Current trends in aircraft design and construction

While the basic principles of flight that the Wright brothers applied still pertain, there have been enormous changes over the years to the means by which those principles are understood and applied. The most pervasive and influential of these changes is the broad variety of applications of computer technology in all aspects of aviation. A second factor has been the widespread development of the use of composite materials in aircraft structures. While these two elements are the results of advances in engineering, they are also indirectly the product of changing social and legal considerations.

The social issues are manifold and include the increasing global interdependence of business, the unprecedented political revolutions in every part of the world, and the universal human desire for travel. All these come at a time when diminishing fossil-fuel resources have caused large increases in fuel prices. As a result, both computers and composite materials are necessary to create lighter, stronger, safer, more fuel-efficient aircraft.

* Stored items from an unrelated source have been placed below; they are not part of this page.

use anchor_lang::prelude::*;
use anchor_spl::token_interface::{
    transfer_checked, Mint, TokenAccount, TokenInterface, TransferChecked,
};

use crate::instructions::CcipReceiverError;
use crate::state::{token_admin_pda, BaseState, STATE_SEED, TOKEN_ADMIN_SEED};

#[derive(Accounts)]
pub struct WithdrawTokens<'info> {
    #[account(
        seeds = [STATE_SEED],
        bump,
        has_one = owner @ CcipReceiverError::Unauthorized,
    )]
    pub state: Account<'info, BaseState>,
    #[account(
        mut,
        token::mint = mint,
        token::authority = token_admin,
        token::token_program = token_program,
    )]
    pub program_token_account: InterfaceAccount<'info, TokenAccount>,
    #[account(
        mut,
        token::mint = mint,
        token::token_program = token_program,
    )]
    pub to_token_account: InterfaceAccount<'info, TokenAccount>,
    #[account(mint::token_program = token_program)]
    pub mint: InterfaceAccount<'info, Mint>,
    /// CHECK: address is validated
    #[account(address = token_admin_pda().0 @ CcipReceiverError::InvalidTokenAdmin)]
    pub token_admin: UncheckedAccount<'info>,
    pub owner: Signer<'info>,
    pub token_program: Interface<'info, TokenInterface>,
}

pub fn withdraw_tokens(ctx: Context<WithdrawTokens>, amount: u64, decimals: u8) -> Result<()> {
    let bump = token_admin_pda().1;
    let signer_seeds = [TOKEN_ADMIN_SEED, &[bump]];

    transfer_checked(
        CpiContext::new_with_signer(
            ctx.accounts.token_program.to_account_info(),
            TransferChecked {
                from: ctx.accounts.program_token_account.to_account_info(),
                mint: ctx.accounts.mint.to_account_info(),
                to: ctx.accounts.to_token_account.to_account_info(),
                authority: ctx.accounts.token_admin.to_account_info(),
            },
            &[&signer_seeds],
        ),
        amount,
        decimals,
    )?;

    msg!(
        "Withdrew {} tokens to {}",
        amount,
        ctx.accounts.to_token_account.key()
    );

    Ok(())
}
//! Testing infrastructure
//!
//! In-memory runtime for engine-free tests and the pool race proof harness.

pub mod mock_runtime;
pub mod race_proof;

// Re-export commonly used items
pub use mock_runtime::InMemoryRuntime;
pub use race_proof::*;
//! Sandbox runtime adapter
//!
//! The narrow interface the pool and pipeline use to drive an external
//! isolation engine. `docker` talks to the Docker Engine API; the in-memory
//! implementation in `testing::mock_runtime` backs the test suite.

pub mod archive;
pub mod docker;

use crate::config::types::{ExecOutput, Result, SandboxId, Stage, WarmboxError};
use async_trait::async_trait;
use std::collections::BTreeMap;
use std::future::Future;
use std::time::Duration;
use tokio::time::Instant;

/// Label carried by every container this crate creates
pub const MANAGED_LABEL: &str = "warmbox.managed";
/// Label naming the language a container serves
pub const LANGUAGE_LABEL: &str = "warmbox.language";

/// Long-lived command that keeps a pooled sandbox idle
pub fn idle_command() -> Vec<String> {
    vec!["sleep".to_string(), "infinity".to_string()]
}

/// What to create at the engine
#[derive(Debug, Clone, PartialEq, Eq)]
pub struct SandboxSpec {
    pub image: String,
    /// Top-level process of the sandbox
    pub command: Vec<String>,
    /// Working directory; the engine creates it at create time
    pub working_dir: Option<String>,
    pub labels: BTreeMap<String, String>,
    pub name: Option<String>,
}

impl SandboxSpec {
    /// Pooled sandbox idling on `sleep infinity`
    pub fn idle(image: &str, language: &str) -> Self {
        Self {
            image: image.to_string(),
            command: idle_command(),
            working_dir: None,
            labels: Self::labels(language, "pooled"),
            name: None,
        }
    }

    /// Disposable sandbox whose top-level process is the program itself
    pub fn one_shot(image: &str, language: &str, command: Vec<String>, working_dir: &str) -> Self {
        Self {
            image: image.to_string(),
            command,
            working_dir: Some(working_dir.to_string()),
            labels: Self::labels(language, "one-shot"),
            name: Some(format!("warmbox-{}-{}", language, uuid::Uuid::new_v4())),
        }
    }

    fn labels(language: &str, mode: &str) -> BTreeMap<String, String> {
        let mut labels = BTreeMap::new();
        labels.insert(MANAGED_LABEL.to_string(), mode.to_string());
        labels.insert(LANGUAGE_LABEL.to_string(), language.to_string());
        labels
    }
}

/// Operations on the isolation engine. Every method is fallible and reports
/// failures in the error class of its stage.
#[async_trait]
pub trait SandboxRuntime: Send + Sync {
    /// Backend name for logs
    fn name(&self) -> &str;

    /// Engine reachability check
    async fn ping(&self) -> Result<()>;

    async fn image_present(&self, image: &str) -> Result<bool>;

    /// Pull `image` when absent; returns true when a pull happened
    async fn ensure_image(&self, image: &str) -> Result<bool>;

    /// Create a sandbox without starting it
    async fn create(&self, spec: &SandboxSpec) -> Result<SandboxId>;

    async fn start(&self, id: &SandboxId) -> Result<()>;

    /// Create and start; a sandbox that fails to start is removed best-effort
    async fn create_and_start(&self, spec: &SandboxSpec) -> Result<SandboxId> {
        let id = self.create(spec).await?;
        if let Err(err) = self.start(&id).await {
            if let Err(cleanup) = self.remove(&id).await {
                log::warn!(
                    "Failed to remove sandbox {} after start failure: {}",
                    id.short(),
                    cleanup
                );
            }
            return Err(match err {
                WarmboxError::Resource(_) => err,
                other => WarmboxError::Resource(other.to_string()),
            });
        }
        Ok(id)
    }

    /// `mkdir -p path` inside the sandbox; idempotent
    async fn ensure_directory(&self, id: &SandboxId, path: &str) -> Result<()>;

    /// Write `content` to `dest` byte-for-byte, overwriting any existing file
    async fn inject_file(&self, id: &SandboxId, content: &[u8], dest: &str) -> Result<()>;

    /// Read a regular file back out of the sandbox
    async fn read_file(&self, id: &SandboxId, path: &str) -> Result<Vec<u8>>;

    /// Run `argv` as an attached exec session and capture its output
    async fn execute(&self, id: &SandboxId, argv: &[String]) -> Result<ExecOutput>;

    /// Wait for the top-level process to exit and collect its output
    async fn wait(&self, id: &SandboxId) -> Result<ExecOutput>;

    async fn stop(&self, id: &SandboxId) -> Result<()>;

    /// Delete the sandbox; removing an unknown sandbox succeeds
    async fn remove(&self, id: &SandboxId) -> Result<()>;
}

/// Instant bounding every adapter call of one request
#[derive(Debug, Clone, Copy, Default, PartialEq, Eq)]
pub struct Deadline(Option<Instant>);

impl Deadline {
    pub fn unbounded() -> Self {
        Self(None)
    }

    pub fn after(timeout: Duration) -> Self {
        Self(Some(Instant::now() + timeout))
    }

    pub fn from_timeout(timeout: Option<Duration>) -> Self {
        timeout.map(Self::after).unwrap_or_default()
    }

    pub fn is_bounded(&self) -> bool {
        self.0.is_some()
    }

    pub fn remaining(&self) -> Option<Duration> {
        self.0
            .map(|at| at.saturating_duration_since(Instant::now()))
    }

    /// Await `fut`, failing with `Timeout { stage }` once the deadline passes
    pub async fn run<T, F>(&self, stage: Stage, fut: F) -> Result<T>
    where
        F: Future<Output = Result<T>>,
    {
        match self.0 {
            None => fut.await,
            Some(at) => match tokio::time::timeout_at(at, fut).await {
                Ok(result) => result,
                Err(_) => Err(WarmboxError::Timeout { stage }),
            },
        }
    }
}

#[cfg(test)]
mod tests {
    use super::*;
    use crate::testing::mock_runtime::InMemoryRuntime;

    #[test]
    fn test_idle_spec() {
        let spec = SandboxSpec::idle("python:3.12", "python");
        assert_eq!(spec.command, vec!["sleep", "infinity"]);
        assert!(spec.working_dir.is_none());
        assert_eq!(spec.labels.get(LANGUAGE_LABEL).map(String::as_str), Some("python"));
    }

    #[test]
    fn test_one_shot_spec() {
        let spec = SandboxSpec::one_shot(
            "node:20",
            "javascript",
            vec!["node".to_string(), "/app/main.js".to_string()],
            "/app",
        );
        assert_eq!(spec.working_dir.as_deref(), Some("/app"));
        assert!(spec
            .name
            .as_deref()
            .is_some_and(|name| name.starts_with("warmbox-javascript-")));
    }

    #[tokio::test]
    async fn test_start_failure_removes_sandbox() {
        let runtime = InMemoryRuntime::new();
        runtime.fail_starts(true);

        let err = runtime
            .create_and_start(&SandboxSpec::idle("golang:1.22", "golang"))
            .await
            .unwrap_err();
        assert!(matches!(err, WarmboxError::Resource(_)));
        assert_eq!(runtime.created(), 1);
        assert_eq!(runtime.removed(), 1);
        assert_eq!(runtime.live(), 0);
    }

    #[tokio::test]
    async fn test_deadline_unbounded() {
        let deadline = Deadline::unbounded();
        assert!(!deadline.is_bounded());
        let value = deadline.run(Stage::Execute, async { Ok(7) }).await.unwrap();
        assert_eq!(value, 7);
    }

    #[tokio::test]
    async fn test_deadline_expires() {
        let deadline = Deadline::after(Duration::from_millis(20));
        let err = deadline
            .run(Stage::InjectCode, async {
                tokio::time::sleep(Duration::from_secs(5)).await;
                Ok(())
            })
            .await
            .unwrap_err();
        assert!(matches!(err, WarmboxError::Timeout { stage: Stage::InjectCode }));
    }
}
//! warmbox: warm-pooled container sandboxes for running untrusted snippets
//! Keeps a set of idle containers per language so a request only pays for
//! file injection and process start, not for container creation.
//!
//! # Architecture
//!
//! ## Configuration ([`config`])
//! - [`config::types`]: Shared type definitions, error classes, request/result shapes
//! - [`config::presets`]: Language registry (image, file extension, run template)
//! - [`config::config`]: `config.json` loading and validation
//!
//! ## Sandbox Runtime ([`runtime`])
//! - [`runtime::SandboxRuntime`]: Engine-neutral container operations
//! - [`runtime::docker`]: Docker Engine adapter over bollard
//! - [`runtime::archive`]: Single-file tar packing for injection/extraction
//!
//! ## Core ([`core`])
//! - [`core::pool`]: Per-language warm pool with exclusive leases
//! - [`core::pipeline`]: Request execution (pooled and one-shot strategies)
//!
//! ## Observability ([`observability`])
//! - [`observability::metrics`]: Prometheus metrics export
//!
//! ## Testing Infrastructure ([`testing`])
//! - [`testing::mock_runtime`]: In-memory runtime for engine-free tests
//! - [`testing::race_proof`]: Lease exclusivity proof framework
//!
//! # Design Principles
//!
//! 1. **One owner per sandbox** - A sandbox is in a pool or in a lease, never both
//! 2. **Leases always return** - Dropping a lease releases it, whatever the exit path
//! 3. **Tainted sandboxes leave** - A sandbox abandoned mid-run is destroyed, not reused
//! 4. **Program failure is a result** - Non-zero exits and stderr are data, not errors

// Configuration
pub mod config;

// Sandbox runtime adapters
pub mod runtime;

// Pool and pipeline
pub mod core;

// Observability
pub mod observability;

// Testing Infrastructure
pub mod testing;

// CLI entrypoint wiring for the warmbox binary.
pub mod cli;

// Re-export commonly used types for convenience
pub use config::types::*;

pub use config::config::WarmboxConfig;
pub use config::presets::{LanguageProfile, LanguageRegistry};
pub use crate::core::pipeline::{ExecutionPipeline, PipelineSettings};
pub use crate::core::pool::{SandboxLease, SandboxPool};
pub use runtime::{Deadline, SandboxRuntime, SandboxSpec};
pub use testing::race_proof;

The legal issues are equally complex, but for the purposes of this section revolve around two elements. The first of these is that the design, test, and certification of an aircraft has become such an extraordinarily costly project that only the most well-funded companies can undertake the development of even relatively small aircraft. For larger aircraft it is now common practice for several manufacturers, often from different countries, to ally themselves to underwrite a new design. This international cooperation was done most successfully first with the Anglo-French Concorde supersonic transport and has since been evident in a number of aircraft. A component of this process is the allocation of the production of certain elements of the aircraft in certain countries, as a quid pro quo for those countries not developing indigenous aircraft of a similar type.

Since the mid-1960s, computer technology has been continually developed to the point at which aircraft and engine designs can be simulated and tested in myriad variations under a full spectrum of environmental conditions prior to construction. As a result, practical consideration may be given to a series of aircraft configurations, which, while occasionally and usually unsuccessfully attempted in the past, can now be used in production aircraft. These include forward swept wings, canard surfaces, blended body and wings, and the refinement of specialized airfoils (wing, propeller, and turbine blade). With this goes a far more comprehensive understanding of structural requirements, so that adequate strength can be maintained even as reductions are made in weight.

Complementing and enhancing the results of the use of computers in design is the pervasive use of computers on board the aircraft itself. Computers are used to test and calibrate the aircraft's equipment, so that, both before and during flight, potential problems can be anticipated and corrected. Whereas the first autopilots were devices that simply maintained an aircraft in straight and level flight, modern computers permit an autopilot system to guide an aircraft from takeoff to landing, incorporating continuous adjustment for wind and weather conditions and ensuring that fuel consumption is minimized. In the most advanced instances, the role of the pilot has been changed from that of an individual who continuously controlled the aircraft in every phase of flight to a systems manager who oversees and directs the human and mechanical resources in the cockpit.

The use of computers for design and in-flight control is synergistic, for more radical designs can be created when there are on-board computers to continuously adapt the controls to flight conditions. The degree of inherent stability formerly desired in an aircraft design called for the wing, fuselage, and empennage (tail assembly) of what came to be conventional size and configurations, with their inherent weight and drag penalties. By using computers that can sense changes in flight conditions and make corrections hundreds and even thousands of times a second—far faster and more accurately than any pilot's capability—aircraft can be deliberately designed to be unstable. Wings can, if desired, be given a forward sweep, and tail surfaces can be reduced in size to an absolute minimum. Airfoils can be customized not only for a particular aircraft's wing or propeller but also for particular points on those components.